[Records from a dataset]
╔══

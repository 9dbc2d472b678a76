use serde::{Deserialize, Serialize};

#[derive(Serialize, Deserialize)]
pub struct ErrorDto {
    pub error: String,
}

#[derive(Serialize, Deserialize)]
pub struct MessageDto {
    pub message: String,
}

impl MessageDto {
    pub fn new(message: impl Into<String>) -> Self {
        Self {
            message: message.into(),
        }
    }
}
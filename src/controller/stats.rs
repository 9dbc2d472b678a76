use axum::{extract::State, http::StatusCode, response::IntoResponse, Json};

use crate::{error::AppError, service::stats::StatsService, state::AppState};

/// GET /api/stats
/// Headline dashboard counts.
pub async fn get_stats(State(state): State<AppState>) -> Result<impl IntoResponse, AppError> {
    let stats = StatsService::new(&state.db).stats().await?;

    Ok((StatusCode::OK, Json(stats)))
}

/// GET /api/stats/comprehensive
/// Per-section counts and the section/type breakdown.
pub async fn get_comprehensive_stats(
    State(state): State<AppState>,
) -> Result<impl IntoResponse, AppError> {
    let stats = StatsService::new(&state.db).comprehensive_stats().await?;

    Ok((StatusCode::OK, Json(stats)))
}
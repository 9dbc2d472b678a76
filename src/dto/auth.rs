use serde::{Deserialize, Serialize};

use crate::catalog::Department;

#[derive(Serialize, Deserialize, PartialEq, Clone, Debug)]
pub struct LoginDto {
    pub username: String,
    pub password: String,
}

/// Employee payload returned on successful login. Never carries the password.
#[derive(Serialize, Deserialize, PartialEq, Clone, Debug)]
pub struct LoginResponseDto {
    pub id: i32,
    pub name: String,
    pub username: String,
    pub department: Department,
    pub work_page: String,
}
//! Login verification with dual credential encoding.
//!
//! The employee table is mid-migration from legacy plaintext passwords to
//! bcrypt hashes, so verification tries plaintext equality first and falls
//! back to a bcrypt comparison. The fallback goes away once every stored
//! credential is a hash.

use sea_orm::DatabaseConnection;

use crate::{
    data::employee::EmployeeRepository,
    error::{auth::AuthError, AppError},
    model::employee::Employee,
};

pub struct AuthService<'a> {
    db: &'a DatabaseConnection,
}

impl<'a> AuthService<'a> {
    pub fn new(db: &'a DatabaseConnection) -> Self {
        Self { db }
    }

    /// Verifies a username/password pair.
    ///
    /// # Returns
    /// - `Ok(Employee)` - Credentials valid; the password is already stripped
    /// - `Err(AppError::AuthErr(InvalidCredentials))` - Unknown username or
    ///   password mismatch (indistinguishable to the caller)
    pub async fn login(&self, username: &str, password: &str) -> Result<Employee, AppError> {
        let repo = EmployeeRepository::new(self.db);

        let account = repo
            .find_by_username(username)
            .await?
            .ok_or_else(|| AuthError::InvalidCredentials(username.to_string()))?;

        if verify_password(password, &account.password) {
            tracing::debug!(username, "login successful");
            Employee::from_entity(account)
        } else {
            Err(AuthError::InvalidCredentials(username.to_string()).into())
        }
    }
}

/// Checks `password` against a stored credential that is either a legacy
/// plaintext value or a bcrypt hash. A stored value that is not a valid
/// bcrypt hash simply fails the fallback comparison.
fn verify_password(password: &str, stored: &str) -> bool {
    if password == stored {
        return true;
    }

    bcrypt::verify(password, stored).unwrap_or(false)
}
use std::time::Duration;

use crate::{config::Config, error::AppError};

/// Connects to the database and runs pending migrations.
///
/// Establishes a connection pool using the connection string from configuration,
/// then runs all pending SeaORM migrations so the schema is up to date before the
/// application accepts requests. Connection acquisition is bounded so a stalled
/// database surfaces as a transient failure instead of hanging a request.
///
/// # Returns
/// - `Ok(DatabaseConnection)` - Connected database with migrations applied
/// - `Err(AppError)` - Failed to connect or to run migrations
pub async fn connect_to_database(config: &Config) -> Result<sea_orm::DatabaseConnection, AppError> {
    use migration::{Migrator, MigratorTrait};
    use sea_orm::{ConnectOptions, Database};

    let mut opt = ConnectOptions::new(&config.database_url);
    opt.sqlx_logging(false)
        .connect_timeout(Duration::from_secs(5))
        .acquire_timeout(Duration::from_secs(5));

    let db = Database::connect(opt).await?;

    Migrator::up(&db, None).await?;

    Ok(db)
}
use chrono::{DateTime, NaiveDate, Utc};
use serde::{Deserialize, Serialize};

use crate::catalog::{Department, Section};

/// Query parameters of `GET /api/movements`. All filters are optional and
/// combined with AND; `dateTo` is inclusive through the end of that day.
#[derive(Serialize, Deserialize, PartialEq, Clone, Debug, Default)]
#[serde(rename_all = "camelCase")]
pub struct MovementQueryDto {
    pub unit_id: Option<String>,
    pub employee_id: Option<i32>,
    pub date_from: Option<NaiveDate>,
    pub date_to: Option<NaiveDate>,
}

/// One ledger record joined with the operator's display name.
#[derive(Serialize, Deserialize, PartialEq, Clone, Debug)]
pub struct MovementDto {
    pub id: i32,
    pub unit_id: String,
    pub employee_id: i32,
    pub employee_name: String,
    pub movement_type: String,
    pub from_department: Department,
    pub to_department: Department,
    pub from_section: Section,
    pub to_section: Section,
    pub notes: String,
    pub timestamp: DateTime<Utc>,
}
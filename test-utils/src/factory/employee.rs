//! Employee factory for creating test employee accounts.
//!
//! This module provides factory methods for creating employee entities with
//! sensible defaults, reducing boilerplate in tests. The factory supports
//! customization through a builder pattern.

use crate::factory::helpers::next_id;
use sea_orm::{ActiveModelTrait, ActiveValue, DatabaseConnection, DbErr};

/// Factory for creating test employees with customizable fields.
///
/// Provides a builder pattern for creating employee entities with default
/// values that can be overridden as needed for specific test scenarios.
///
/// Passwords are stored as given. Pass a bcrypt hash to exercise hashed
/// verification, or a plain string to exercise the legacy fallback.
///
/// # Example
///
/// ```rust,ignore
/// use test_utils::factory::employee::EmployeeFactory;
///
/// let employee = EmployeeFactory::new(&db)
///     .username("azam")
///     .password("azam123")
///     .department("technical")
///     .build()
///     .await?;
/// ```
pub struct EmployeeFactory<'a> {
    db: &'a DatabaseConnection,
    name: String,
    username: String,
    password: String,
    department: String,
    work_page: String,
}

impl<'a> EmployeeFactory<'a> {
    /// Creates a new EmployeeFactory with default values.
    ///
    /// Defaults:
    /// - name: `"Employee {id}"` where id is auto-incremented
    /// - username: `"employee_{id}"`
    /// - password: `"password123"`
    /// - department: `"operations"`
    /// - work_page: `"operations.html"`
    ///
    /// # Arguments
    /// - `db` - Database connection for inserting the entity
    ///
    /// # Returns
    /// - `EmployeeFactory` - New factory instance with defaults
    pub fn new(db: &'a DatabaseConnection) -> Self {
        let id = next_id();
        Self {
            db,
            name: format!("Employee {}", id),
            username: format!("employee_{}", id),
            password: "password123".to_string(),
            department: "operations".to_string(),
            work_page: "operations.html".to_string(),
        }
    }

    /// Sets the display name for the employee.
    ///
    /// # Returns
    /// - `Self` - Factory instance for method chaining
    pub fn name(mut self, name: impl Into<String>) -> Self {
        self.name = name.into();
        self
    }

    /// Sets the login username for the employee.
    ///
    /// # Returns
    /// - `Self` - Factory instance for method chaining
    pub fn username(mut self, username: impl Into<String>) -> Self {
        self.username = username.into();
        self
    }

    /// Sets the stored password value, either a bcrypt hash or plaintext.
    ///
    /// # Returns
    /// - `Self` - Factory instance for method chaining
    pub fn password(mut self, password: impl Into<String>) -> Self {
        self.password = password.into();
        self
    }

    /// Sets the department wire name for the employee.
    ///
    /// # Returns
    /// - `Self` - Factory instance for method chaining
    pub fn department(mut self, department: impl Into<String>) -> Self {
        self.department = department.into();
        self
    }

    /// Sets the work page routing hint for the employee.
    ///
    /// # Returns
    /// - `Self` - Factory instance for method chaining
    pub fn work_page(mut self, work_page: impl Into<String>) -> Self {
        self.work_page = work_page.into();
        self
    }

    /// Builds and inserts the employee entity into the database.
    ///
    /// # Returns
    /// - `Ok(entity::employee::Model)` - Created employee entity
    /// - `Err(DbErr)` - Database error during insert
    pub async fn build(self) -> Result<entity::employee::Model, DbErr> {
        entity::employee::ActiveModel {
            id: ActiveValue::NotSet,
            name: ActiveValue::Set(self.name),
            username: ActiveValue::Set(self.username),
            password: ActiveValue::Set(self.password),
            department: ActiveValue::Set(self.department),
            work_page: ActiveValue::Set(self.work_page),
        }
        .insert(self.db)
        .await
    }
}

/// Creates an employee with default values.
///
/// Shorthand for `EmployeeFactory::new(db).build().await`.
///
/// # Arguments
/// - `db` - Database connection
///
/// # Returns
/// - `Ok(entity::employee::Model)` - Created employee entity
/// - `Err(DbErr)` - Database error during insert
///
/// # Example
///
/// ```rust,ignore
/// let employee = create_employee(&db).await?;
/// ```
pub async fn create_employee(db: &DatabaseConnection) -> Result<entity::employee::Model, DbErr> {
    EmployeeFactory::new(db).build().await
}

╚══

▶ **Task description**
Retype exactly the lines from the start of the entries through the one with "let stats = StatsService::new(&state.db).stats().await?;"; include both ends.

▶ **Task solution**
repository 9dbc2d472b678a76
use serde::{Deserialize, Serialize};

#[derive(Serialize, Deserialize)]
pub struct ErrorDto {
    pub error: String,
}

#[derive(Serialize, Deserialize)]
pub struct MessageDto {
    pub message: String,
}

impl MessageDto {
    pub fn new(message: impl Into<String>) -> Self {
        Self {
            message: message.into(),
        }
    }
}
filename src/controller/stats.rs
repository 9dbc2d472b678a76
use axum::{extract::State, http::StatusCode, response::IntoResponse, Json};

use crate::{error::AppError, service::stats::StatsService, state::AppState};

/// GET /api/stats
/// Headline dashboard counts.
pub async fn get_stats(State(state): State<AppState>) -> Result<impl IntoResponse, AppError> {
    let stats = StatsService::new(&state.db).stats().await?;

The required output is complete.